# INSTRUCTIONS FOR THE TASK:
Reproduce the closing part of the entries exactly: the line with "pub mod camera;" and all lines after it, ending with the last line, and nothing else.

═════ DATA EXTRACTS

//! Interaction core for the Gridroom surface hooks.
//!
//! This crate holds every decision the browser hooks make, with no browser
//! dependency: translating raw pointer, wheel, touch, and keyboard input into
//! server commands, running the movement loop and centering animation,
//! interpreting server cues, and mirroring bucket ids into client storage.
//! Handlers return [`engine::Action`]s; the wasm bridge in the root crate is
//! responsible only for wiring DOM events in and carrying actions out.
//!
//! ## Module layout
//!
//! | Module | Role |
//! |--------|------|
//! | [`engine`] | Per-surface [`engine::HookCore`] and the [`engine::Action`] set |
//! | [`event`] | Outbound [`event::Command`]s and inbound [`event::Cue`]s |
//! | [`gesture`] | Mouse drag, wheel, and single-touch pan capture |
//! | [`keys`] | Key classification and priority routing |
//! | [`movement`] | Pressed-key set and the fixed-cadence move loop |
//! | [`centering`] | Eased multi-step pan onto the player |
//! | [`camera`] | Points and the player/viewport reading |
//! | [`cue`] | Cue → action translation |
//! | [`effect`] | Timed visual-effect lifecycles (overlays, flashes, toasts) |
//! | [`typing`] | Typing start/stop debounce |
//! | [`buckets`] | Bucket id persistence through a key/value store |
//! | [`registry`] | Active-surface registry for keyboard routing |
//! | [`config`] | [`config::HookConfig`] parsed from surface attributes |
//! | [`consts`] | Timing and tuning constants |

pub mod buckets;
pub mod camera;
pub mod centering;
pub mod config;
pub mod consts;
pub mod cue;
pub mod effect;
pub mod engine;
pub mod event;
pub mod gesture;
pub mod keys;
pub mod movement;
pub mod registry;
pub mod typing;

══════════

# THE COMPLETED TASK:
pub mod camera;
pub mod centering;
pub mod config;
pub mod consts;
pub mod cue;
pub mod effect;
pub mod engine;
pub mod event;
pub mod gesture;
pub mod keys;
pub mod movement;
pub mod registry;
pub mod typing;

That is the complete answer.